THE EFFECT OF REPETITIVE MILD TRAUMATIC BRAIN INJURY ON TAU PATHOLOGY

Abstract

Mild traumatic brain injury is the most common form of concussion and is prevalent among contact sports athletes and military personnel. Repetitive mild traumatic brain injury (rmTBI) can trigger the activation of several molecular cascades that lead to neuropathological consequences in the brain. Moreover, rmTBI has been correlated to neurodegenerative diseases such as chronic traumatic encephalopathy (CTE). CTE is a slow, progressive tauopathy that exhibits neurofibrillary tangles (NFTs) accompanied by psychiatric and cognitive manifestations. NFTs are intracellular aggregates formed from the misfolding and aggregation of tau protein. A vast majority of individuals following a TBI event demonstrate early tau accumulation, independent of age, suggesting a potential pathological link between TBI and tauopathies. The role of tau aggregation in brain and in subsequent clinical symptoms following rmTBI remain to be elucidated. Moreover, effective diagnostic methods for TBI and tau pathology are lacking. The goal of the current study is to assess the generation of tau aggregates and brain pathology following rmTBI induction in mice. Thus, transgenic (Tg) tau mice were subjected to rmTBI events, which mimic multiple sub-concussive impacts in athletes, over various time-points. Tg tau mice subjected to rmTBI demonstrated neurobehavioral changes as well as early misfolded tau deposition and elevated tau levels in brain.
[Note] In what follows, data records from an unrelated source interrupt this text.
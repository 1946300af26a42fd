//! # Error 模块
//!
//! 定义 landing-runtime 中使用的错误类型。

use thiserror::Error;

/// 动画注册错误
///
/// 注册时校验配置，不合法的配置直接拒绝，不做静默修正。
#[derive(Error, Debug, Clone, PartialEq)]
pub enum AnimatorError {
    /// 触发阈值不在 (0, 1] 范围内
    #[error("无效的触发阈值 {threshold}，有效范围是 (0, 1]")]
    InvalidThreshold { threshold: f32 },

    /// 动画时长为负数或非有限值
    #[error("无效的动画时长 {duration}，必须为非负有限值")]
    InvalidDuration { duration: f32 },

    /// 延迟为负数或非有限值
    #[error("无效的动画延迟 {delay}，必须为非负有限值")]
    InvalidDelay { delay: f32 },

    /// 起始视觉属性不合法
    #[error("无效的起始属性 '{property}' = {value} - {message}")]
    InvalidFromState {
        property: &'static str,
        value: f32,
        message: String,
    },

    /// 动画器已销毁
    #[error("动画器已销毁，无法注册")]
    Detached,
}

/// 轮播构造错误
#[derive(Error, Debug, Clone, PartialEq)]
pub enum CarouselError {
    /// 幻灯片列表为空
    #[error("轮播至少需要一张幻灯片")]
    Empty,

    /// 稳定延迟不合法
    #[error("无效的稳定延迟 {delay}，必须为非负有限值")]
    InvalidSettleDelay { delay: f32 },

    /// 自动播放间隔不合法
    #[error("无效的自动播放间隔 {interval}，必须为正有限值")]
    InvalidAutoplayInterval { interval: f32 },
}

/// landing-runtime 统一错误类型
#[derive(Error, Debug, Clone, PartialEq)]
pub enum LandingError {
    /// 动画注册错误
    #[error("动画注册错误: {0}")]
    Animator(#[from] AnimatorError),

    /// 轮播错误
    #[error("轮播错误: {0}")]
    Carousel(#[from] CarouselError),
}

/// Result 类型别名
pub type LandingResult<T> = Result<T, LandingError>;

#[cfg(test)]
mod tests {
    use super::*;

    #[test]
    fn test_error_conversion() {
        let err: LandingError = AnimatorError::InvalidThreshold { threshold: 0.0 }.into();
        assert!(matches!(err, LandingError::Animator(_)));

        let err: LandingError = CarouselError::Empty.into();
        assert_eq!(err.to_string(), "轮播错误: 轮播至少需要一张幻灯片");
    }
}
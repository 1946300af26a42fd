//! # Landing Host
//!
//! 以 headless 方式运行落地页，并用日志输出动画与轮播事件。
//!
//! ## 用法
//!
//! ```bash
//! cargo run -p landing-host
//! cargo run -p landing-host -- simulate --to 3000 --speed 1500
//! cargo run -p landing-host -- gallery --steps 6 --previous
//! cargo run -p landing-host -- anchor faq
//! cargo run -p landing-host -- --config my.json -v
//! ```

use std::path::PathBuf;
use std::process::ExitCode;

use anyhow::Context;
use clap::{Parser, Subcommand};
use landing_host::{AppConfig, LandingPage};
use landing_runtime::AnimatorEvent;
use tracing::{Level, debug, error, info};

/// 模拟时长上限（秒），防止配置异常时无限循环
const MAX_SIMULATED_SECONDS: f32 = 120.0;

#[derive(Parser)]
#[command(name = "landing-host")]
#[command(about = "落地页动效 headless 模拟器")]
#[command(version)]
struct Cli {
    #[command(subcommand)]
    command: Option<Commands>,

    /// 配置文件（默认：config.json）
    #[arg(short, long, default_value = "config.json", global = true)]
    config: PathBuf,

    /// 覆盖配置中的模拟帧率
    #[arg(long, global = true)]
    fps: Option<u32>,

    /// 输出调试日志
    #[arg(short, long, global = true)]
    verbose: bool,
}

#[derive(Subcommand)]
enum Commands {
    /// 匀速滚动页面，观察各区块入场（默认命令）
    Simulate {
        /// 目标滚动位置（默认：文档底部）
        #[arg(long)]
        to: Option<f32>,

        /// 滚动速度（像素/秒）
        #[arg(long, default_value = "1200")]
        speed: f32,
    },

    /// 连续切换截图轮播
    Gallery {
        /// 切换次数
        #[arg(long, default_value = "5")]
        steps: usize,

        /// 反方向切换
        #[arg(long)]
        previous: bool,
    },

    /// 平滑滚动到锚点
    Anchor {
        /// 锚点名（区块 ID）
        name: String,
    },
}

fn main() -> ExitCode {
    let cli = Cli::parse();

    // 先读取配置以确定日志级别，订阅器就绪后再记录读取结果
    let loaded = AppConfig::read(&cli.config);
    let log_level = loaded
        .as_ref()
        .map_or("info", |config| config.debug.log_level.as_str());
    init_tracing(log_level, cli.verbose);

    let mut config = AppConfig::or_default(&cli.config, loaded);
    if let Some(fps) = cli.fps {
        config.debug.fps = fps;
    }

    if let Err(e) = run(cli.command, config) {
        error!("{e:#}");
        return ExitCode::from(1);
    }
    ExitCode::SUCCESS
}

fn init_tracing(log_level: &str, verbose: bool) {
    let level = if verbose {
        Level::DEBUG
    } else {
        log_level.parse().unwrap_or(Level::INFO)
    };
    tracing_subscriber::fmt().with_max_level(level).init();
}

fn run(command: Option<Commands>, config: AppConfig) -> anyhow::Result<()> {
    config.validate().context("配置无效")?;

    let dt = config.frame_dt();
    let mut page = LandingPage::new(config).context("页面初始化失败")?;
    page.mount_all().context("页面挂载失败")?;
    info!(
        sections = ?page.section_ids(),
        document_height = page.document_height(),
        "页面已就绪"
    );

    // 首屏入场
    run_until_idle(&mut page, dt);

    match command.unwrap_or(Commands::Simulate {
        to: None,
        speed: 1200.0,
    }) {
        Commands::Simulate { to, speed } => simulate(&mut page, to, speed, dt)?,
        Commands::Gallery { steps, previous } => gallery(&mut page, steps, previous, dt)?,
        Commands::Anchor { name } => {
            page.navigate(&name)?;
            run_until_idle(&mut page, dt);
            info!(anchor = %name, scroll_y = page.scroll_y(), "已到达锚点");
        }
    }

    info!(writes = page.surface().total_writes(), "模拟结束");
    Ok(())
}

fn simulate(page: &mut LandingPage, to: Option<f32>, speed: f32, dt: f32) -> anyhow::Result<()> {
    if !speed.is_finite() || speed <= 0.0 {
        anyhow::bail!("滚动速度必须大于 0: {speed}");
    }

    let bottom = (page.document_height() - page.config().viewport.height).max(0.0);
    let target = to.unwrap_or(bottom).clamp(0.0, bottom);
    info!(target, speed, "开始滚动");

    let mut y = page.scroll_y();
    let mut elapsed = 0.0;
    while (y - target).abs() > f32::EPSILON && elapsed < MAX_SIMULATED_SECONDS {
        let step = speed * dt;
        y = if y < target {
            (y + step).min(target)
        } else {
            (y - step).max(target)
        };
        page.scroll_to(y);
        let events = page.tick(dt);
        log_events(page, &events);
        elapsed += dt;
    }

    run_until_idle(page, dt);
    Ok(())
}

fn gallery(page: &mut LandingPage, steps: usize, previous: bool, dt: f32) -> anyhow::Result<()> {
    page.navigate("screenshots")?;
    run_until_idle(page, dt);

    for step in 0..steps {
        let nav = if previous {
            page.previous_screenshot()
        } else {
            page.next_screenshot()
        };
        info!(step, ?nav, "轮播切换");
        // 等待锁释放后再发下一次请求
        run_until_idle(page, dt);
    }

    let carousel = page.screenshots().carousel();
    info!(
        active = carousel.active_index(),
        slide = %carousel.active_slide().id,
        "轮播停在"
    );
    Ok(())
}

/// 推进直到页面空闲（或达到模拟时长上限）
fn run_until_idle(page: &mut LandingPage, dt: f32) {
    let mut elapsed = 0.0;
    while !page.is_idle() && elapsed < MAX_SIMULATED_SECONDS {
        let events = page.tick(dt);
        log_events(page, &events);
        elapsed += dt;
    }
    debug!(elapsed, "页面空闲");
}

fn log_events(page: &LandingPage, events: &[AnimatorEvent]) {
    let animator = page.animator().borrow();
    for event in events {
        let node = animator
            .node(event.handle())
            .map_or("?", |node| page.label(node));
        match event {
            AnimatorEvent::Started(handle) => debug!(%handle, node, "入场开始"),
            AnimatorEvent::Settled(handle) => info!(%handle, node, "入场完成"),
            AnimatorEvent::Reversed(handle) => debug!(%handle, node, "开始反向"),
            AnimatorEvent::Reset(handle) => info!(%handle, node, "已复位"),
        }
    }
}
//! # Props 模块
//!
//! 可动画的瞬态视觉属性。

use serde::{Deserialize, Serialize};

/// 视觉属性
///
/// 入场动画只改变这四个属性；静止状态为 [`VisualProps::IDENTITY`]。
#[derive(Debug, Clone, Copy, PartialEq, Serialize, Deserialize)]
#[serde(default)]
pub struct VisualProps {
    /// 不透明度 (0.0 - 1.0)
    pub opacity: f32,
    /// 水平偏移（像素）
    pub offset_x: f32,
    /// 垂直偏移（像素）
    pub offset_y: f32,
    /// 缩放
    pub scale: f32,
}

impl VisualProps {
    /// 静止状态：完全不透明、无偏移、原始大小
    pub const IDENTITY: Self = Self {
        opacity: 1.0,
        offset_x: 0.0,
        offset_y: 0.0,
        scale: 1.0,
    };

    /// 完全隐藏（其余属性为静止值）
    pub fn hidden() -> Self {
        Self {
            opacity: 0.0,
            ..Self::IDENTITY
        }
    }

    /// 线性插值
    pub fn lerp(from: &Self, to: &Self, t: f32) -> Self {
        let mix = |a: f32, b: f32| a + (b - a) * t;
        Self {
            opacity: mix(from.opacity, to.opacity),
            offset_x: mix(from.offset_x, to.offset_x),
            offset_y: mix(from.offset_y, to.offset_y),
            scale: mix(from.scale, to.scale),
        }
    }

    /// 是否为静止状态
    pub fn is_identity(&self) -> bool {
        *self == Self::IDENTITY
    }

    pub fn with_opacity(mut self, opacity: f32) -> Self {
        self.opacity = opacity;
        self
    }

    pub fn with_offset(mut self, x: f32, y: f32) -> Self {
        self.offset_x = x;
        self.offset_y = y;
        self
    }

    pub fn with_scale(mut self, scale: f32) -> Self {
        self.scale = scale;
        self
    }
}

impl Default for VisualProps {
    fn default() -> Self {
        Self::IDENTITY
    }
}

#[cfg(test)]
mod tests {
    use super::*;

    #[test]
    fn test_lerp_endpoints() {
        let from = VisualProps::hidden().with_offset(0.0, 40.0).with_scale(0.9);
        assert_eq!(VisualProps::lerp(&from, &VisualProps::IDENTITY, 0.0), from);
        assert_eq!(
            VisualProps::lerp(&from, &VisualProps::IDENTITY, 1.0),
            VisualProps::IDENTITY
        );

        let mid = VisualProps::lerp(&from, &VisualProps::IDENTITY, 0.5);
        assert_eq!(mid.opacity, 0.5);
        assert_eq!(mid.offset_y, 20.0);
        assert!((mid.scale - 0.95).abs() < 1e-6);
    }

    #[test]
    fn test_partial_deserialize_uses_identity() {
        let props: VisualProps = serde_json::from_str(r#"{ "opacity": 0.0 }"#).unwrap();
        assert_eq!(props, VisualProps::hidden());
    }
}
//! Entry metadata, the entry arena, and the clock rings.
//!
//! Each cached block is tracked by an [`Entry`]: the key, the payload size,
//! a reference to the value while the block is resident, the residency
//! class, and the referenced bit the clock hands inspect. Entries live in
//! an [`EntryArena`] (a slab of reusable slots addressed by stable
//! [`EntryId`]s) and are threaded onto one of three circular [`Ring`]s
//! through `prev`/`next` links:
//!
//! ```text
//!   arena (Vec<Option<Entry>> + free list)
//!   ┌──────┬────────────────────────────────────────────────────┐
//!   │ id 0 │ Entry { key, size, value: Some(..), Hot,  ref: 1 } │
//!   │ id 1 │ Entry { key, size, value: Some(..), Cold, ref: 0 } │
//!   │ id 2 │ (free)                                             │
//!   │ id 3 │ Entry { key, size, value: None,     Test, ref: 0 } │
//!   └──────┴────────────────────────────────────────────────────┘
//!
//!   hot ring:   [0] ─► ... ─► [0]        hand ─► next sweep target
//!   cold ring:  [1] ─► ... ─► [1]
//!   test ring:  [3] ─► ... ─► [3]        (ghosts: key + size only)
//! ```
//!
//! Freed slots are pushed onto a free list and reused by later inserts, so
//! a steady-state shard stops allocating entry storage altogether.
//!
//! A ring's hand advances in insertion order; a newly linked entry is
//! placed immediately behind the hand so it is examined last. Unlinking
//! the entry under the hand moves the hand to the next entry.

use std::sync::Arc;

use crate::value::Value;

/// Identifier of the file (or table, or other block container) a cached
/// block belongs to. Opaque to the cache apart from equality and hashing.
///
/// # Example
///
/// ```
/// use blockcache::FileId;
///
/// let file = FileId(42);
/// assert_eq!(file, FileId::from(42));
/// ```
#[derive(Debug, Clone, Copy, PartialEq, Eq, Hash, PartialOrd, Ord)]
pub struct FileId(pub u64);

impl From<u64> for FileId {
    #[inline]
    fn from(raw: u64) -> Self {
        Self(raw)
    }
}

/// Full block address: file plus byte offset.
#[derive(Debug, Clone, Copy, PartialEq, Eq, Hash)]
pub(crate) struct BlockKey {
    pub(crate) file: FileId,
    pub(crate) offset: u64,
}

/// Residency class of an entry, i.e. which ring it is linked on.
#[derive(Debug, Clone, Copy, PartialEq, Eq)]
pub(crate) enum Residency {
    /// Resident and frequently referenced; protected from direct eviction.
    Hot,
    /// Resident, recently admitted or demoted; the eviction candidates.
    Cold,
    /// Non-resident ghost remembering a recently evicted cold block.
    Test,
}

/// Stable handle into an [`EntryArena`]. Valid until the slot is removed;
/// the index may be reused by a later insert.
#[derive(Debug, Clone, Copy, PartialEq, Eq, Hash)]
pub(crate) struct EntryId(usize);

/// Per-block metadata node.
#[derive(Debug)]
pub(crate) struct Entry {
    pub(crate) key: BlockKey,
    /// Payload size in bytes. Retained after the value is dropped so the
    /// ghost carries the weight it used to occupy.
    pub(crate) size: usize,
    /// `Some` while resident, `None` for test (ghost) entries.
    pub(crate) value: Option<Arc<Value>>,
    pub(crate) residency: Residency,
    /// Set on every hit, cleared by the sweeping hand.
    pub(crate) referenced: bool,
    prev: Option<EntryId>,
    next: Option<EntryId>,
}

impl Entry {
    pub(crate) fn new(key: BlockKey, size: usize, value: Arc<Value>) -> Self {
        Self {
            key,
            size,
            value: Some(value),
            residency: Residency::Cold,
            referenced: false,
            prev: None,
            next: None,
        }
    }
}

/// Slab of entries with reusable slots and stable ids.
#[derive(Debug, Default)]
pub(crate) struct EntryArena {
    slots: Vec<Option<Entry>>,
    free: Vec<usize>,
    len: usize,
}

impl EntryArena {
    pub(crate) fn new() -> Self {
        Self::default()
    }

    #[cfg(any(test, debug_assertions))]
    pub(crate) fn len(&self) -> usize {
        self.len
    }

    /// Inserts an entry, reusing a freed slot when one is available.
    pub(crate) fn insert(&mut self, entry: Entry) -> EntryId {
        let idx = if let Some(idx) = self.free.pop() {
            self.slots[idx] = Some(entry);
            idx
        } else {
            self.slots.push(Some(entry));
            self.slots.len() - 1
        };
        self.len += 1;
        EntryId(idx)
    }

    /// Removes the entry at `id` and recycles its slot.
    pub(crate) fn remove(&mut self, id: EntryId) -> Option<Entry> {
        let entry = self.slots.get_mut(id.0)?.take()?;
        self.free.push(id.0);
        self.len -= 1;
        Some(entry)
    }

    /// Returns the entry at `id`. The id must be live.
    pub(crate) fn entry(&self, id: EntryId) -> &Entry {
        self.slots[id.0].as_ref().expect("stale entry id")
    }

    /// Returns the entry at `id` mutably. The id must be live.
    pub(crate) fn entry_mut(&mut self, id: EntryId) -> &mut Entry {
        self.slots[id.0].as_mut().expect("stale entry id")
    }

    /// Iterates over live `(EntryId, &Entry)` pairs.
    #[cfg(any(test, debug_assertions))]
    pub(crate) fn iter(&self) -> impl Iterator<Item = (EntryId, &Entry)> {
        self.slots
            .iter()
            .enumerate()
            .filter_map(|(idx, slot)| slot.as_ref().map(|entry| (EntryId(idx), entry)))
    }
}

/// One circular residency list with its clock hand.
#[derive(Debug, Default)]
pub(crate) struct Ring {
    hand: Option<EntryId>,
    len: usize,
}

impl Ring {
    pub(crate) fn new() -> Self {
        Self::default()
    }

    pub(crate) fn len(&self) -> usize {
        self.len
    }

    pub(crate) fn is_empty(&self) -> bool {
        self.len == 0
    }

    /// The entry the hand currently points at, i.e. the next sweep target.
    pub(crate) fn hand(&self) -> Option<EntryId> {
        self.hand
    }

    /// Links `id` into the ring immediately behind the hand, so the sweep
    /// reaches it after every entry already present.
    pub(crate) fn link_behind_hand(&mut self, arena: &mut EntryArena, id: EntryId) {
        match self.hand {
            None => {
                let entry = arena.entry_mut(id);
                entry.prev = Some(id);
                entry.next = Some(id);
                self.hand = Some(id);
            }
            Some(hand) => {
                let prev = arena.entry(hand).prev.expect("unlinked ring hand");
                arena.entry_mut(prev).next = Some(id);
                {
                    let entry = arena.entry_mut(id);
                    entry.prev = Some(prev);
                    entry.next = Some(hand);
                }
                arena.entry_mut(hand).prev = Some(id);
            }
        }
        self.len += 1;
    }

    /// Unlinks `id` from the ring. If the hand pointed at `id`, it moves
    /// to the next entry in sweep order.
    pub(crate) fn unlink(&mut self, arena: &mut EntryArena, id: EntryId) {
        let (prev, next) = {
            let entry = arena.entry(id);
            (
                entry.prev.expect("unlinking an entry outside any ring"),
                entry.next.expect("unlinking an entry outside any ring"),
            )
        };
        if prev == id {
            // sole member
            self.hand = None;
        } else {
            arena.entry_mut(prev).next = Some(next);
            arena.entry_mut(next).prev = Some(prev);
            if self.hand == Some(id) {
                self.hand = Some(next);
            }
        }
        let entry = arena.entry_mut(id);
        entry.prev = None;
        entry.next = None;
        self.len -= 1;
    }

    /// Advances the hand to the next entry in sweep order.
    pub(crate) fn advance(&mut self, arena: &EntryArena) {
        if let Some(hand) = self.hand {
            self.hand = arena.entry(hand).next;
        }
    }

    /// Collects the ring's ids in sweep order, starting at the hand.
    #[cfg(any(test, debug_assertions))]
    pub(crate) fn sweep_order(&self, arena: &EntryArena) -> Vec<EntryId> {
        let mut ids = Vec::with_capacity(self.len);
        let Some(start) = self.hand else {
            return ids;
        };
        let mut current = start;
        loop {
            ids.push(current);
            current = arena.entry(current).next.expect("broken ring link");
            if current == start {
                break;
            }
        }
        ids
    }
}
These results indicate that rmTBI could be a trigger for early aggregated tau formation; in addition, misfolded tau can play a role in the psychiatric and cognitive behaviors affiliated to TBI and disease. Overall, this work will shed light to understanding the effect of rmTBI in relation to tau pathology and behavioral impairment and will potentially provide a potent diagnostic tool to detect tauopathy onset and monitor TBI-induced brain damage in the future.